VI.  LE RÔLE DE L'INTERVENANT

Il est clair qu’un traitement aussi varié nécessite une connaissance détaillée, concrète et la plus complète possible de la situation familiale et des expériences de l’enfant à l’école ou dans la rue. La plupart des problèmes sont des problèmes interactionnels. Nous devons savoir comment les autres réagissent envers cet enfant; ce qu’ils disent ou ce qu’ils font concrètement; quelles sont les conséquences d’une réaction de l’un envers l’autre; etc.. Les ‘chaînes de comportements’ forment la base de toutes les interventions.

On peut se demander si l’intervenant ne se trouve pas devant une tâche insurmontable. Ne devrait-il pas s’y connaître dans tous les domaines? Conseiller les parents et les enseignants, organiser des jeux de rôle et des thérapies diverses, donner des leçons particulières, etc…: tous ces aspects sont nécessaires, mais l’intervenant est-il capable de prendre toutes ces responsabilités? Ma réponse est affirmative, l’intervenant ne se trouve pas seul. Premièrement, il fait partie d’une équipe. Ses collègues peuvent l’aider dans l’élaboration des différents traitements. On peut expliquer aux parents et à l’enfant que pour certains aspects de l’intervention, un autre spécialiste doit être impliqué temporairement.

Deuxièmement, les parents sont nos partenaires dans le déroulement du traitement. Ils jouent le rôle essentiel et ils continueront l’éducation de leur enfant après notre intervention. Ça veut dire que les méthodes de traitement doivent être simples et concrètes. La difficulté pour l’intervenant ne consiste donc pas dans l’application de toutes ces interventions, mais dans la traduction des approches thérapeutiques et éducatives pour répondre aux besoins concrets de la famille et de l’enfant. Cette traduction peut être faite en équipe sous la supervision d’un spécialiste.

Un manuel clair et détaillé peut aider les membres de l’équipe à se préparer à ces tâches. Une collaboration avec un centre de recherches scientifiques est très utile pour pouvoir développer des nouvelles méthodes d’intervention pour un groupe de familles et de jeunes qui posent des problèmes très compliqués.

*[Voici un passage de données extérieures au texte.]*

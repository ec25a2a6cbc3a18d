//! Builds `OperationOutcome` documents for `$validate` responses.
//!
//! Two paths exist:
//! - [`build_rejection`] - the fixed "not supported" outcome paired with 400
//! - [`build_from_issues`] - engine issues copied 1:1, status left to the caller

use serde::{Deserialize, Serialize};
use std::fmt;

use crate::types::{IssueSeverity, IssueType, OperationOutcome, OutcomeIssue, ValidationIssue};

/// Diagnostics text of the rejection outcome.
pub const NOT_SUPPORTED_DIAGNOSTICS: &str = "Not supported";

/// Transport-level status reported alongside an outcome.
#[derive(Debug, Clone, Copy, PartialEq, Eq, Hash, Default, Serialize, Deserialize)]
pub enum TransportStatus {
    #[default]
    Ok,
    BadRequest,
    InternalServerError,
    ServiceUnavailable,
}

impl TransportStatus {
    pub fn as_u16(&self) -> u16 {
        match self {
            TransportStatus::Ok => 200,
            TransportStatus::BadRequest => 400,
            TransportStatus::InternalServerError => 500,
            TransportStatus::ServiceUnavailable => 503,
        }
    }

    pub fn is_success(&self) -> bool {
        (200..300).contains(&self.as_u16())
    }
}

impl fmt::Display for TransportStatus {
    fn fmt(&self, f: &mut fmt::Formatter<'_>) -> fmt::Result {
        write!(f, "{}", self.as_u16())
    }
}

impl From<TransportStatus> for u16 {
    fn from(status: TransportStatus) -> Self {
        status.as_u16()
    }
}

/// Outcome for a request the eligibility gate turned away.
///
/// Always a single error/not-supported issue with status 400, whatever the
/// reason for the rejection.
pub fn build_rejection() -> (OperationOutcome, TransportStatus) {
    let outcome = OperationOutcome::new().with_issue(OutcomeIssue {
        severity: IssueSeverity::Error,
        code: IssueType::NotSupported,
        diagnostics: Some(NOT_SUPPORTED_DIAGNOSTICS.to_string()),
        expression: Vec::new(),
    });

    (outcome, TransportStatus::BadRequest)
}

/// Outcome carrying the engine's issues, in the order the engine reported them.
pub fn build_from_issues<I>(issues: I) -> OperationOutcome
where
    I: IntoIterator<Item = ValidationIssue>,
{
    OperationOutcome {
        issue: issues.into_iter().map(OutcomeIssue::from).collect(),
    }
}
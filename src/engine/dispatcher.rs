use async_trait::async_trait;
use std::sync::Arc;
use tokio::sync::{Semaphore, mpsc, oneshot};
use tracing::{debug, warn};

use super::{ValidateOperationRequest, ValidateOperationResponse, ValidationEngine};
use crate::core::EngineConfig;
use crate::error::{Result, ValidateOperationError};

struct Envelope {
    request: ValidateOperationRequest,
    reply: oneshot::Sender<Result<ValidateOperationResponse>>,
}

/// Runs a validation engine behind a message channel.
pub struct EngineDispatcher;

impl EngineDispatcher {
    /// Start the worker task and return a handle for sending requests.
    ///
    /// At most `capacity` engine calls run at once and at most `capacity`
    /// further requests wait in the channel; senders beyond that wait in
    /// [`EngineHandle::send`]. Must be called from within a tokio runtime. The
    /// worker stops once every handle has been dropped.
    pub fn spawn<E>(engine: E, capacity: usize) -> EngineHandle
    where
        E: ValidationEngine + 'static,
    {
        let capacity = capacity.max(1);
        let (tx, rx) = mpsc::channel(capacity);
        tokio::spawn(run(Arc::new(engine), rx, Arc::new(Semaphore::new(capacity))));
        EngineHandle { tx }
    }

    pub fn spawn_with_config<E>(engine: E, config: &EngineConfig) -> EngineHandle
    where
        E: ValidationEngine + 'static,
    {
        Self::spawn(engine, config.channel_capacity)
    }
}

async fn run<E>(engine: Arc<E>, mut rx: mpsc::Receiver<Envelope>, permits: Arc<Semaphore>)
where
    E: ValidationEngine + 'static,
{
    while let Some(Envelope { request, mut reply }) = rx.recv().await {
        // The semaphore is never closed.
        let Ok(permit) = Arc::clone(&permits).acquire_owned().await else {
            break;
        };
        let engine = Arc::clone(&engine);

        tokio::spawn(async move {
            let _permit = permit;
            let request_id = request.id;

            // Stop working on a request whose caller is gone.
            let result = tokio::select! {
                result = engine.validate(request) => result,
                _ = reply.closed() => {
                    debug!(%request_id, "Caller went away, engine call cancelled");
                    return;
                }
            };

            if let Err(e) = &result {
                warn!(%request_id, error = %e, "Validation engine failed");
            }

            if reply.send(result).is_err() {
                debug!(%request_id, "Caller went away before the engine replied");
            }
        });
    }

    debug!("Validation engine dispatcher stopped");
}

/// Sending side of an [`EngineDispatcher`]. Cheap to clone.
#[derive(Debug, Clone)]
pub struct EngineHandle {
    tx: mpsc::Sender<Envelope>,
}

impl EngineHandle {
    /// Send one request and wait for the engine's reply.
    pub async fn send(&self, request: ValidateOperationRequest) -> Result<ValidateOperationResponse> {
        let (reply, response) = oneshot::channel();

        self.tx
            .send(Envelope { request, reply })
            .await
            .map_err(|_| ValidateOperationError::engine_unavailable("dispatcher has shut down"))?;

        response.await.map_err(|_| {
            ValidateOperationError::engine_unavailable("engine dropped the request without replying")
        })?
    }

    pub fn is_closed(&self) -> bool {
        self.tx.is_closed()
    }
}

#[async_trait]
impl ValidationEngine for EngineHandle {
    async fn validate(&self, request: ValidateOperationRequest) -> Result<ValidateOperationResponse> {
        self.send(request).await
    }
}
use octofhir_fhir_validate::*;
use proptest::prelude::*;
use serde_json::json;

fn any_severity() -> impl Strategy<Value = IssueSeverity> {
    proptest::sample::select(vec![
        IssueSeverity::Fatal,
        IssueSeverity::Error,
        IssueSeverity::Warning,
        IssueSeverity::Information,
    ])
}

fn any_code() -> impl Strategy<Value = IssueType> {
    proptest::sample::select(vec![
        IssueType::Invalid,
        IssueType::Structure,
        IssueType::Required,
        IssueType::Value,
        IssueType::Invariant,
        IssueType::NotSupported,
        IssueType::CodeInvalid,
        IssueType::Extension,
        IssueType::BusinessRule,
        IssueType::Informational,
    ])
}

fn any_issue() -> impl Strategy<Value = ValidationIssue> {
    (
        any_severity(),
        any_code(),
        "[A-Za-z0-9 .:\\[\\]]{0,40}",
        prop::collection::vec("[A-Z][a-z]{2,8}\\.[a-z]{2,8}", 0..3),
    )
        .prop_map(|(severity, code, diagnostics, expression)| ValidationIssue {
            severity,
            code,
            diagnostics,
            expression,
        })
}

proptest! {
    #![proptest_config(ProptestConfig::with_cases(100))]

    #[test]
    fn prop_issues_mapped_one_to_one(issues in prop::collection::vec(any_issue(), 0..20)) {
        let outcome = build_from_issues(issues.clone());

        prop_assert_eq!(outcome.len(), issues.len());
        for (entry, issue) in outcome.issues().iter().zip(&issues) {
            prop_assert_eq!(entry.severity, issue.severity);
            prop_assert_eq!(entry.code, issue.code);
            prop_assert_eq!(entry.diagnostics.as_deref(), Some(issue.diagnostics.as_str()));
            prop_assert_eq!(&entry.expression, &issue.expression);
        }
    }
}

#[test]
fn test_rejection_outcome() {
    let (outcome, status) = build_rejection();

    assert_eq!(status, TransportStatus::BadRequest);
    assert_eq!(
        serde_json::to_value(&outcome).unwrap(),
        json!({
            "resourceType": "OperationOutcome",
            "issue": [{
                "severity": "error",
                "code": "not-supported",
                "diagnostics": "Not supported"
            }]
        })
    );
}

#[test]
fn test_rejection_is_stable() {
    assert_eq!(build_rejection(), build_rejection());
}

#[test]
fn test_empty_issue_list_is_clean_outcome() {
    let outcome = build_from_issues(Vec::new());

    assert!(outcome.is_empty());
    assert_eq!(
        serde_json::to_value(&outcome).unwrap(),
        json!({"resourceType": "OperationOutcome"})
    );
}

#[test]
fn test_duplicates_are_kept() {
    let issue = ValidationIssue::error(IssueType::Invariant, "dom-6: A resource should have narrative");
    let outcome = build_from_issues(vec![issue.clone(), issue]);

    assert_eq!(outcome.len(), 2);
    assert_eq!(outcome.issues()[0], outcome.issues()[1]);
}

#[test]
fn test_engine_not_supported_issue_passes_through() {
    // An engine-reported not-supported issue is copied as-is; it does not turn into a rejection.
    let outcome = build_from_issues(vec![ValidationIssue::warning(
        IssueType::NotSupported,
        "Profile http://example.org/fhir/StructureDefinition/x is not loaded",
    )]);

    assert_eq!(outcome.issues()[0].severity, IssueSeverity::Warning);
    assert_eq!(outcome.issues()[0].code, IssueType::NotSupported);
}

#[test]
fn test_outcome_deserializes_from_fhir_json() {
    let outcome: OperationOutcome = serde_json::from_value(json!({
        "resourceType": "OperationOutcome",
        "issue": [{"severity": "warning", "code": "structure", "diagnostics": "minor issue"}]
    }))
    .unwrap();

    assert_eq!(
        outcome,
        build_from_issues(vec![ValidationIssue::warning(IssueType::Structure, "minor issue")])
    );
}
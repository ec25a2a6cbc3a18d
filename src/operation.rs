//! The `$validate` operation: gate, engine dispatch, outcome assembly.

use std::sync::Arc;
use tracing::{Instrument, debug, field, info_span};

use crate::assembler::{self, TransportStatus};
use crate::core::FeatureConfigWatch;
use crate::eligibility::{self, Eligibility};
use crate::engine::{ValidateOperationRequest, ValidationEngine};
use crate::error::Result;
use crate::types::{OperationOutcome, Resource};

/// Operation name as it appears in request URLs (`[type]/$validate`).
pub const VALIDATE_OPERATION_NAME: &str = "$validate";

/// Audit sub-type the operation is recorded under.
pub const VALIDATE_AUDIT_SUB_TYPE: &str = "read";

/// Outcome document plus the transport status to send with it.
#[derive(Debug, Clone, PartialEq, Eq)]
pub struct ValidateResponse {
    pub outcome: OperationOutcome,
    pub status: TransportStatus,
}

impl ValidateResponse {
    pub fn to_json(&self) -> Result<serde_json::Value> {
        Ok(serde_json::to_value(&self.outcome)?)
    }
}

pub struct ValidateOperationHandler {
    features: FeatureConfigWatch,
    engine: Arc<dyn ValidationEngine>,
}

impl ValidateOperationHandler {
    pub fn new<E>(features: FeatureConfigWatch, engine: E) -> Self
    where
        E: ValidationEngine + 'static,
    {
        Self {
            features,
            engine: Arc::new(engine),
        }
    }

    pub fn features(&self) -> &FeatureConfigWatch {
        &self.features
    }

    /// Run `$validate` for one resource.
    ///
    /// A rejected request is an `Ok` response with status 400. `Err` is only
    /// returned when the engine exchange itself fails.
    pub async fn handle(&self, resource: &Resource) -> Result<ValidateResponse> {
        let resource_type = resource.resource_type();
        let span = info_span!(
            "validate",
            resource_type = %resource_type,
            request_id = field::Empty
        );

        async move {
            let decision = eligibility::evaluate(self.features.current(), resource_type);

            if let Eligibility::Reject(_) = decision {
                let (outcome, status) = assembler::build_rejection();
                return Ok(ValidateResponse { outcome, status });
            }

            let request = ValidateOperationRequest::new(resource.to_resource_element());
            tracing::Span::current().record("request_id", field::display(request.id));

            let response = self.engine.validate(request).await?;
            debug!(issue_count = response.issues.len(), "Validation engine replied");

            Ok(ValidateResponse {
                outcome: assembler::build_from_issues(response.issues),
                status: TransportStatus::default(),
            })
        }
        .instrument(span)
        .await
    }
}

impl std::fmt::Debug for ValidateOperationHandler {
    fn fmt(&self, f: &mut std::fmt::Formatter<'_>) -> std::fmt::Result {
        f.debug_struct("ValidateOperationHandler")
            .field("features", &self.features.current())
            .finish_non_exhaustive()
    }
}
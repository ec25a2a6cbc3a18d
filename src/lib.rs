//! # OctoFHIR `$validate`
//!
//! Decision and response-assembly core for the FHIR `$validate` operation.
//!
//! ## Features
//!
//! - **Eligibility gate**: decides from server configuration and resource type
//!   whether validation may run at all
//! - **Engine boundary**: async request/response contract with an external
//!   validation engine, in-process or behind a message channel
//! - **Outcome assembly**: maps engine issues onto a FHIR `OperationOutcome`,
//!   or produces the fixed "not supported" rejection with status 400
//!
//! ## Quick Start
//!
//! ```rust,no_run
//! use octofhir_fhir_validate::*;
//! use serde_json::json;
//!
//! # struct MyEngine;
//! # #[async_trait::async_trait]
//! # impl ValidationEngine for MyEngine {
//! #     async fn validate(&self, _: ValidateOperationRequest) -> Result<ValidateOperationResponse> {
//! #         Ok(ValidateOperationResponse::default())
//! #     }
//! # }
//! # async fn example() -> Result<()> {
//! let config = ServerConfig::load(None)?;
//! let engine = EngineDispatcher::spawn_with_config(MyEngine, &config.engine);
//! let handler = ValidateOperationHandler::new(FeatureConfigWatch::new(config.features), engine);
//!
//! let resource = Resource::from_json(json!({"resourceType": "Patient", "id": "pt-1"}))?;
//! let response = handler.handle(&resource).await?;
//! println!("{} {}", response.status, response.to_json()?);
//! # Ok(())
//! # }
//! ```

pub mod assembler;
pub mod core;
pub mod eligibility;
pub mod engine;
pub mod error;
pub mod operation;
pub mod telemetry;
pub mod types;

pub use assembler::{NOT_SUPPORTED_DIAGNOSTICS, TransportStatus, build_from_issues, build_rejection};
pub use crate::core::{
    EngineConfig, FeatureConfigWatch, MonitoringConfig, ServerConfig, ServerValidationConfig,
};
pub use eligibility::{Eligibility, RESERVED_RESOURCE_TYPE, RejectionReason, evaluate};
pub use engine::{
    EngineDispatcher, EngineHandle, ValidateOperationRequest, ValidateOperationResponse,
    ValidationEngine,
};
pub use error::{Result, ValidateOperationError};
pub use operation::{
    VALIDATE_AUDIT_SUB_TYPE, VALIDATE_OPERATION_NAME, ValidateOperationHandler, ValidateResponse,
};
pub use telemetry::init_tracing;
pub use types::{
    IssueSeverity, IssueType, OperationOutcome, OutcomeIssue, Resource, ResourceElement,
    ResourceType, ValidationIssue,
};
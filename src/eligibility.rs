//! Decides whether `$validate` may run for a submitted resource.

use tracing::debug;

use crate::core::ServerValidationConfig;
use crate::types::ResourceType;

/// Resource type that carries operation inputs and is never itself validated.
pub const RESERVED_RESOURCE_TYPE: ResourceType = ResourceType::Parameters;

#[derive(Debug, Clone, Copy, PartialEq, Eq)]
pub enum Eligibility {
    Proceed,
    Reject(RejectionReason),
}

/// Why a request was rejected.
///
/// Only used for logging; both reasons produce the same response.
#[derive(Debug, Clone, Copy, PartialEq, Eq)]
pub enum RejectionReason {
    FeatureDisabled,
    ReservedResourceType,
}

impl Eligibility {
    pub fn is_proceed(&self) -> bool {
        matches!(self, Eligibility::Proceed)
    }

    pub fn is_reject(&self) -> bool {
        !self.is_proceed()
    }
}

impl RejectionReason {
    pub fn as_str(&self) -> &'static str {
        match self {
            RejectionReason::FeatureDisabled => "feature-disabled",
            RejectionReason::ReservedResourceType => "reserved-resource-type",
        }
    }
}

pub fn evaluate(config: ServerValidationConfig, resource_type: ResourceType) -> Eligibility {
    let result = if !config.supports_validate {
        Eligibility::Reject(RejectionReason::FeatureDisabled)
    } else if resource_type == RESERVED_RESOURCE_TYPE {
        Eligibility::Reject(RejectionReason::ReservedResourceType)
    } else {
        Eligibility::Proceed
    };

    if let Eligibility::Reject(reason) = result {
        debug!(
            resource_type = %resource_type,
            reason = reason.as_str(),
            "Validation rejected"
        );
    }

    result
}
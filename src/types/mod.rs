pub mod outcome;
pub mod resource;

pub use outcome::{IssueSeverity, IssueType, OperationOutcome, OutcomeIssue, ValidationIssue};
pub use resource::{Resource, ResourceElement, ResourceType};
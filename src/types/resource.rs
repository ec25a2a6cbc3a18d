//! Submitted resources and their declared kind.
//!
//! - [`ResourceType`] - closed enumeration of FHIR R4 resource types
//! - [`Resource`] - a submitted resource: kind plus untouched JSON payload
//! - [`ResourceElement`] - normalized form handed to the validation engine

use serde::{Deserialize, Serialize};
use serde_json::Value;
use std::fmt;
use std::str::FromStr;

use crate::error::{Result, ValidateOperationError};

macro_rules! resource_types {
    ($($variant:ident),+ $(,)?) => {
        /// FHIR R4 resource type tag.
        ///
        /// Serialized as the FHIR type name (e.g. `"Patient"`).
        #[derive(Debug, Clone, Copy, PartialEq, Eq, Hash, PartialOrd, Ord, Serialize, Deserialize)]
        pub enum ResourceType {
            $($variant,)+
        }

        impl ResourceType {
            /// Every known resource type, in alphabetical order.
            pub const ALL: &'static [ResourceType] = &[$(ResourceType::$variant,)+];

            pub fn as_str(&self) -> &'static str {
                match self {
                    $(ResourceType::$variant => stringify!($variant),)+
                }
            }
        }

        impl FromStr for ResourceType {
            type Err = ValidateOperationError;

            fn from_str(s: &str) -> Result<Self> {
                match s {
                    $(stringify!($variant) => Ok(ResourceType::$variant),)+
                    other => Err(ValidateOperationError::invalid_resource(format!(
                        "unknown resource type '{other}'"
                    ))),
                }
            }
        }
    };
}

resource_types! {
    Account,
    ActivityDefinition,
    AdverseEvent,
    AllergyIntolerance,
    Appointment,
    AppointmentResponse,
    AuditEvent,
    Basic,
    Binary,
    BiologicallyDerivedProduct,
    BodyStructure,
    Bundle,
    CapabilityStatement,
    CarePlan,
    CareTeam,
    CatalogEntry,
    ChargeItem,
    ChargeItemDefinition,
    Claim,
    ClaimResponse,
    ClinicalImpression,
    CodeSystem,
    Communication,
    CommunicationRequest,
    CompartmentDefinition,
    Composition,
    ConceptMap,
    Condition,
    Consent,
    Contract,
    Coverage,
    CoverageEligibilityRequest,
    CoverageEligibilityResponse,
    DetectedIssue,
    Device,
    DeviceDefinition,
    DeviceMetric,
    DeviceRequest,
    DeviceUseStatement,
    DiagnosticReport,
    DocumentManifest,
    DocumentReference,
    EffectEvidenceSynthesis,
    Encounter,
    Endpoint,
    EnrollmentRequest,
    EnrollmentResponse,
    EpisodeOfCare,
    EventDefinition,
    Evidence,
    EvidenceVariable,
    ExampleScenario,
    ExplanationOfBenefit,
    FamilyMemberHistory,
    Flag,
    Goal,
    GraphDefinition,
    Group,
    GuidanceResponse,
    HealthcareService,
    ImagingStudy,
    Immunization,
    ImmunizationEvaluation,
    ImmunizationRecommendation,
    ImplementationGuide,
    InsurancePlan,
    Invoice,
    Library,
    Linkage,
    List,
    Location,
    Measure,
    MeasureReport,
    Media,
    Medication,
    MedicationAdministration,
    MedicationDispense,
    MedicationKnowledge,
    MedicationRequest,
    MedicationStatement,
    MedicinalProduct,
    MedicinalProductAuthorization,
    MedicinalProductContraindication,
    MedicinalProductIndication,
    MedicinalProductIngredient,
    MedicinalProductInteraction,
    MedicinalProductManufactured,
    MedicinalProductPackaged,
    MedicinalProductPharmaceutical,
    MedicinalProductUndesirableEffect,
    MessageDefinition,
    MessageHeader,
    MolecularSequence,
    NamingSystem,
    NutritionOrder,
    Observation,
    ObservationDefinition,
    OperationDefinition,
    OperationOutcome,
    Organization,
    OrganizationAffiliation,
    Parameters,
    Patient,
    PaymentNotice,
    PaymentReconciliation,
    Person,
    PlanDefinition,
    Practitioner,
    PractitionerRole,
    Procedure,
    Provenance,
    Questionnaire,
    QuestionnaireResponse,
    RelatedPerson,
    RequestGroup,
    ResearchDefinition,
    ResearchElementDefinition,
    ResearchStudy,
    ResearchSubject,
    RiskAssessment,
    RiskEvidenceSynthesis,
    Schedule,
    SearchParameter,
    ServiceRequest,
    Slot,
    Specimen,
    SpecimenDefinition,
    StructureDefinition,
    StructureMap,
    Subscription,
    Substance,
    SubstanceNucleicAcid,
    SubstancePolymer,
    SubstanceProtein,
    SubstanceReferenceInformation,
    SubstanceSourceMaterial,
    SubstanceSpecification,
    SupplyDelivery,
    SupplyRequest,
    Task,
    TerminologyCapabilities,
    TestReport,
    TestScript,
    ValueSet,
    VerificationResult,
    VisionPrescription,
}

impl fmt::Display for ResourceType {
    fn fmt(&self, f: &mut fmt::Formatter<'_>) -> fmt::Result {
        f.write_str(self.as_str())
    }
}

/// A submitted resource.
///
/// The payload is kept exactly as received; nothing in this crate mutates it.
#[derive(Debug, Clone, PartialEq)]
pub struct Resource {
    resource_type: ResourceType,
    payload: Value,
}

impl Resource {
    pub fn new(resource_type: ResourceType, payload: Value) -> Self {
        Self {
            resource_type,
            payload,
        }
    }

    /// Build a resource from its FHIR JSON form, reading the declared `resourceType`.
    pub fn from_json(payload: Value) -> Result<Self> {
        let resource_type = payload
            .get("resourceType")
            .and_then(Value::as_str)
            .ok_or_else(|| ValidateOperationError::invalid_resource("missing resourceType"))?
            .parse()?;

        Ok(Self {
            resource_type,
            payload,
        })
    }

    pub fn from_slice(bytes: &[u8]) -> Result<Self> {
        Self::from_json(serde_json::from_slice(bytes)?)
    }

    pub fn resource_type(&self) -> ResourceType {
        self.resource_type
    }

    pub fn payload(&self) -> &Value {
        &self.payload
    }

    pub fn id(&self) -> Option<&str> {
        self.payload.get("id").and_then(Value::as_str)
    }

    /// Normalized form sent to the validation engine.
    pub fn to_resource_element(&self) -> ResourceElement {
        ResourceElement {
            resource_type: self.resource_type,
            id: self.id().map(str::to_owned),
            instance: self.payload.clone(),
        }
    }
}

/// Engine-facing view of a resource.
#[derive(Debug, Clone, PartialEq, Serialize, Deserialize)]
pub struct ResourceElement {
    pub resource_type: ResourceType,
    #[serde(skip_serializing_if = "Option::is_none")]
    pub id: Option<String>,
    pub instance: Value,
}

#[cfg(test)]
mod tests {
    use super::*;
    use serde_json::json;

    #[test]
    fn test_resource_type_round_trips_through_str() {
        for rt in ResourceType::ALL {
            assert_eq!(rt.as_str().parse::<ResourceType>().unwrap(), *rt);
        }
    }

    #[test]
    fn test_resource_type_catalogue() {
        assert_eq!(ResourceType::ALL.len(), 146);
        assert!(
            ResourceType::ALL
                .windows(2)
                .all(|w| w[0].as_str() < w[1].as_str())
        );
        assert_eq!(ResourceType::Parameters.to_string(), "Parameters");
    }

    #[test]
    fn test_unknown_resource_type() {
        let err = "Patients".parse::<ResourceType>().unwrap_err();
        assert!(matches!(err, ValidateOperationError::InvalidResource { .. }));
    }

    #[test]
    fn test_from_json() {
        let payload = json!({"resourceType": "Patient", "id": "pt-1", "active": true});
        let resource = Resource::from_json(payload.clone()).unwrap();

        assert_eq!(resource.resource_type(), ResourceType::Patient);
        assert_eq!(resource.id(), Some("pt-1"));
        assert_eq!(resource.payload(), &payload);
    }

    #[test]
    fn test_from_json_without_resource_type() {
        let err = Resource::from_json(json!({"id": "x"})).unwrap_err();
        assert!(matches!(err, ValidateOperationError::InvalidResource { .. }));
    }

    #[test]
    fn test_from_slice_rejects_malformed_json() {
        let err = Resource::from_slice(b"{not json").unwrap_err();
        assert!(matches!(err, ValidateOperationError::Serialization(_)));
    }

    #[test]
    fn test_resource_element_keeps_payload() {
        let payload = json!({"resourceType": "Observation", "status": "final"});
        let element = Resource::from_json(payload.clone())
            .unwrap()
            .to_resource_element();

        assert_eq!(element.resource_type, ResourceType::Observation);
        assert_eq!(element.id, None);
        assert_eq!(element.instance, payload);
    }
}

Le fondement pédagogique de chaque intervention

Tous nos efforts n’auraient pas beaucoup de résultats sans la motivation et la persévérance des parents et de l’enfant. Comment motiver des parents qui ont connu tant d’échecs et qui ont souvent eux-mêmes eu des problèmes personnels? Comment motiver l’enfant à changer son comportement et à faire de son mieux à l’école quand il a déjà parcouru un long chemin dans une vie caractérisée par un comportement inadapté? Et comment changer l’attitude de l’environnement envers des familles et des jeunes qui ont causé tant de dérangements?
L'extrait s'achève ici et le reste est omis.